Beat Christen Beat Christen / Leer réel "Traduttore, traditore" : habituellement, le traducteur passe pour celui qui trahit l'original, l'expression authentique. Beat Christen écrit en allemand et en français, il est traducteur de l'auteur et auteur de la traduction. Invitées à un dialogue, les deux langues cherchent un terrain d'entente. Le cheminement d'une langue peut amener l'autre dans une impasse. Cela suscite détours et égarements. Pourtant, l'impossible impose un autre possible : ainsi le traducteur a parfois forcé l'auteur à revoir son original, parce que le traducteur avait trop bien revu sa copie. Beat Christen, Leer réel, Editions d'en bas, 2003.

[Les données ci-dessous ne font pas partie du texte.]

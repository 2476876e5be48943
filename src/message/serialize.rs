use std::fmt::Write;

use crate::error::ValidationError;

use super::tags::write_tags;
use super::types::Message;

fn validate(message: &Message) -> Result<(), ValidationError> {
    let command = &message.command;
    if command.is_empty() {
        return Err(ValidationError::EmptyCommand);
    }
    if command.starts_with(':') || command.contains([' ', '\r', '\n']) {
        return Err(ValidationError::InvalidCommand(command.clone()));
    }

    let params = &message.params;
    let middle = params.len().saturating_sub(1);

    if let Some(index) = params[..middle].iter().position(|p| p.contains(' ')) {
        return Err(ValidationError::SpaceInParam { index });
    }
    if let Some(index) = params.iter().position(|p| p.starts_with(':')) {
        return Err(ValidationError::LeadingColon { index });
    }
    for (index, param) in params.iter().enumerate() {
        if param.contains('\r') {
            return Err(ValidationError::CarriageReturn { index });
        }
        if param.contains('\n') {
            return Err(ValidationError::LineFeed { index });
        }
    }
    if let Some(index) = params[..middle].iter().position(String::is_empty) {
        return Err(ValidationError::EmptyParam { index });
    }
    Ok(())
}

/// Render a message as a single wire line, without the CRLF terminator.
///
/// The command is upper-cased. The last parameter gets a leading `:` only
/// when it contains a space or is empty.
pub fn serialize(message: &Message) -> Result<String, ValidationError> {
    validate(message)?;

    let mut out = String::with_capacity(64);
    if let Some(tags) = message.tags.as_ref().filter(|tags| !tags.is_empty()) {
        out.push('@');
        // Writing to a String cannot fail.
        let _ = write_tags(&mut out, tags);
        out.push(' ');
    }
    if let Some(prefix) = &message.prefix {
        let _ = write!(out, ":{} ", prefix);
    }
    out.push_str(&message.command.to_ascii_uppercase());

    write_params(&mut out, &message.params);
    Ok(out)
}

/// Append `params`, each preceded by a space. The last one is written as a
/// trailing parameter when it is empty, contains a space or starts with `:`.
///
/// Middle parameters are written as they are.
pub(crate) fn write_params(out: &mut String, params: &[String]) {
    if let Some((last, middle)) = params.split_last() {
        for param in middle {
            out.push(' ');
            out.push_str(param);
        }
        out.push(' ');
        if last.is_empty() || last.contains(' ') || last.starts_with(':') {
            out.push(':');
        }
        out.push_str(last);
    }
}

impl Message {
    /// Render this message as a wire line. See [`serialize`].
    pub fn serialize(&self) -> Result<String, ValidationError> {
        serialize(self)
    }
}
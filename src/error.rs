//! Error types for the line codec.
//!
//! Parsing failures are per-line and recoverable; validation failures reject
//! a single outbound message before anything touches the wire. Transport and
//! client errors live next to the code that raises them.

use thiserror::Error;

/// A frame that could not be parsed.
///
/// The whole line is rejected; no partial message is ever produced.
#[derive(Debug, Clone, PartialEq, Eq, Error)]
#[error("malformed message at position {position} while {context}: {input:?}")]
pub struct ParseError {
    /// The offending line, exactly as received.
    pub input: String,
    /// Byte offset where scanning failed.
    pub position: usize,
    /// What the scanner was looking for when it failed.
    pub context: &'static str,
}

impl ParseError {
    pub(crate) fn new(input: &str, position: usize, context: &'static str) -> Self {
        Self {
            input: input.to_string(),
            position,
            context,
        }
    }
}

/// A message that cannot be serialized onto the wire.
#[derive(Debug, Clone, PartialEq, Eq, Error)]
#[non_exhaustive]
pub enum ValidationError {
    /// The command was empty.
    #[error("message command can not be empty")]
    EmptyCommand,

    /// The command contained whitespace, a colon or a line break.
    #[error("invalid message command: {0:?}")]
    InvalidCommand(String),

    /// A parameter other than the last one contained a space.
    #[error("only the last message parameter can contain spaces (parameter {index})")]
    SpaceInParam {
        /// Index of the offending parameter.
        index: usize,
    },

    /// A parameter started with `:`.
    #[error("message parameters can not start with \":\" (parameter {index})")]
    LeadingColon {
        /// Index of the offending parameter.
        index: usize,
    },

    /// A parameter contained a carriage return.
    #[error("messages can not contain carriage returns (parameter {index})")]
    CarriageReturn {
        /// Index of the offending parameter.
        index: usize,
    },

    /// A parameter contained a line feed.
    #[error("messages can not contain new lines (parameter {index})")]
    LineFeed {
        /// Index of the offending parameter.
        index: usize,
    },

    /// A parameter other than the last one was empty and would vanish on the wire.
    #[error("only the last message parameter can be empty (parameter {index})")]
    EmptyParam {
        /// Index of the offending parameter.
        index: usize,
    },
}
//! # tws
//!
//! A Twitch chat client over WebSocket.
//!
//! ## Features
//!
//! - IRCv3 line parsing and serialization with tags, prefixes and params
//! - A typed event emitter and request/response correlation on top of it
//! - A socket transport with bounded-retry connect and automatic reconnect
//! - A client that negotiates capabilities, logs in, answers PINGs and
//!   measures latency
//!
//! The codec, emitter and capability modules have no runtime dependency;
//! everything that needs tokio sits behind the default `tokio` feature.

#![deny(clippy::all)]
#![cfg_attr(docsrs, feature(doc_cfg))]

//! ## Quick Start
//!
//! ### Parsing messages
//!
//! ```rust
//! use tws::message::parse_line;
//!
//! let raw = "@badges=;color=#0D4200 :ronni!ronni@ronni.tmi.twitch.tv PRIVMSG #dallas :Kappa Keepo Kappa";
//! let msg = parse_line(raw).expect("valid line");
//!
//! assert_eq!(msg.command, "PRIVMSG");
//! assert_eq!(msg.tag("color"), Some("#0D4200"));
//! assert_eq!(msg.nick(), Some("ronni"));
//! assert_eq!(msg.trailing(), Some("Kappa Keepo Kappa"));
//! ```
//!
//! ### Building messages
//!
//! ```rust
//! use tws::Message;
//!
//! let msg = Message::new("PRIVMSG", ["#dallas", "Hello there"]);
//! assert_eq!(msg.serialize().unwrap(), "PRIVMSG #dallas :Hello there");
//! ```

pub mod caps;
pub mod emitter;
pub mod error;
pub mod message;
pub mod prefix;

#[cfg(feature = "tokio")]
pub mod client;
#[cfg(feature = "tokio")]
pub mod correlate;
#[cfg(feature = "tokio")]
pub mod transport;
#[cfg(feature = "tokio")]
pub mod websocket;

pub use self::caps::Capability;
pub use self::emitter::{Event, ListenerId, TypedEventEmitter};
pub use self::error::{ParseError, ValidationError};
pub use self::message::{parse_line, parse_lines, serialize, Message, ParsedMessage, Tags};
pub use self::prefix::Prefix;

#[cfg(feature = "tokio")]
pub use self::client::{
    Client, ClientError, ClientEvent, ClientEventKind, ClientOptions, ConnectionState, Credentials,
};
#[cfg(feature = "tokio")]
pub use self::correlate::{await_event, Subscription, TimedOut};
#[cfg(feature = "tokio")]
pub use self::transport::{ReconnectOptions, TransportError, TransportManager};
#[cfg(feature = "tokio")]
pub use self::websocket::WebSocketFactory;
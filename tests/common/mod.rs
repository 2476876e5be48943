//! Shared fixtures: an in-memory socket factory and the server end of each
//! socket it opens.

#![allow(dead_code)]

use std::sync::atomic::{AtomicU32, Ordering};
use std::sync::Arc;
use std::time::Duration;

use futures_util::future::BoxFuture;
use tokio::sync::mpsc;
use tws::transport::{SocketCommand, SocketError, SocketEvent, SocketFactory, SocketIo};

/// Opens in-memory sockets, optionally failing the first few attempts.
pub struct MockFactory {
    failures: AtomicU32,
    attempts: AtomicU32,
    servers: mpsc::UnboundedSender<MockServer>,
}

impl MockFactory {
    /// The factory and a stream of the server end of every opened socket.
    pub fn new() -> (Arc<Self>, mpsc::UnboundedReceiver<MockServer>) {
        let (servers, accepted) = mpsc::unbounded_channel();
        let factory = Arc::new(Self {
            failures: AtomicU32::new(0),
            attempts: AtomicU32::new(0),
            servers,
        });
        (factory, accepted)
    }

    /// Refuse the next `count` open attempts.
    pub fn fail_next(&self, count: u32) {
        self.failures.store(count, Ordering::SeqCst);
    }

    /// Open attempts so far, failed ones included.
    pub fn attempts(&self) -> u32 {
        self.attempts.load(Ordering::SeqCst)
    }
}

impl SocketFactory for MockFactory {
    fn open(&self, url: &str) -> BoxFuture<'static, Result<SocketIo, SocketError>> {
        self.attempts.fetch_add(1, Ordering::SeqCst);
        let refused = self
            .failures
            .fetch_update(Ordering::SeqCst, Ordering::SeqCst, |n| n.checked_sub(1))
            .is_ok();
        let result = if refused {
            Err(SocketError::new(format!("connection to {} refused", url)))
        } else {
            let (io, sent, events) = SocketIo::pair();
            let _ = self.servers.send(MockServer { sent, events });
            Ok(io)
        };
        Box::pin(async move { result })
    }
}

/// The far end of one mock socket.
pub struct MockServer {
    sent: mpsc::UnboundedReceiver<SocketCommand>,
    events: mpsc::UnboundedSender<SocketEvent>,
}

impl MockServer {
    /// The next frame the client wrote, or `None` once it closed the socket.
    pub async fn recv(&mut self) -> Option<String> {
        match self.sent.recv().await {
            Some(SocketCommand::Send(frame)) => Some(frame),
            Some(SocketCommand::Close) | None => None,
        }
    }

    /// Assert the next frame the client wrote.
    pub async fn expect(&mut self, line: &str) {
        assert_eq!(self.recv().await.as_deref(), Some(line));
    }

    /// Whether anything was written without waiting for it.
    pub fn try_recv(&mut self) -> Option<SocketCommand> {
        self.sent.try_recv().ok()
    }

    /// Deliver a frame to the client.
    pub fn push(&self, frame: &str) {
        let _ = self.events.send(SocketEvent::Message(frame.to_string()));
    }

    pub fn error(&self, message: &str) {
        let _ = self.events.send(SocketEvent::Error(SocketError::new(message)));
    }

    /// Drop the connection from the server side.
    pub fn close(&self) {
        let _ = self.events.send(SocketEvent::Close);
    }

    /// Answer the client login: acknowledge capabilities, take PASS and
    /// NICK, send the welcome.
    pub async fn accept_login(&mut self, nick: &str, password: &str) {
        self.expect("CAP REQ :twitch.tv/tags twitch.tv/membership twitch.tv/commands")
            .await;
        self.push(":tmi.twitch.tv CAP * ACK :twitch.tv/tags twitch.tv/membership twitch.tv/commands");
        self.expect(&format!("PASS {}", password)).await;
        self.expect(&format!("NICK {}", nick)).await;
        self.push(&format!(":tmi.twitch.tv 001 {} :Welcome, GLHF!", nick));
    }
}

/// Wait for the next accepted socket.
pub async fn next_server(servers: &mut mpsc::UnboundedReceiver<MockServer>) -> MockServer {
    tokio::time::timeout(Duration::from_secs(60), servers.recv())
        .await
        .expect("no socket opened in time")
        .expect("factory dropped")
}

/// Route `tracing` output through the test harness, once.
pub fn init_tracing() {
    let _ = tracing_subscriber::fmt()
        .with_env_filter(tracing_subscriber::EnvFilter::from_default_env())
        .with_test_writer()
        .try_init();
}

Poèmes extrait de "Leer réel"
Extrait de la Postface de Martin Zingg Un auteur qui fait équipe avec lui-même [...] La question est tout autre. Elle est unique en son genre et embrouillée à plaisir, de telle manière que l'on ne sait pas toujours très bien quel est "l'original". Les deux poèmes, tantôt en français, tantôt en allemand, sont le texte original, tous deux ensemble. Et c'est ensemble qu'ils créent un tiers poème, ce que ne peut faire aucune traduction : un poème bilingue, un poème qui entretient la même proximité avec les deux langues et qui résiste, en fin de compte. Tout en ne cessant de faire référence à son bilinguisme, tout en gardant à l'oeil (et donc au mot) les différences entre les deux langues, cela va sans dire. Comment cela peut-il fonctionner ? Comment une
acrobatie reliant deux langues entre elles peut-elle nous en dire plus
que la distance naturelle qui sépare ces deux langues ? Nous savons
depuis toujours que la même chose se dit en mots différents
dans chaque langue. Mais lorsque deux poèmes sont imprimés
côte à côte et s'efforcent tout ensemble de dire quelque
chose qu'ils ne peuvent dire qu'en commun, cela surprend. Lire un seul
des deux poèmes - quel qu'il soit, dans quelque langue qu'il soit
- c'est ne lire qu'à moitié. Peu importe laquelle on lit,
il y manquera toujours une moitié. Car l'autre moitié relativise.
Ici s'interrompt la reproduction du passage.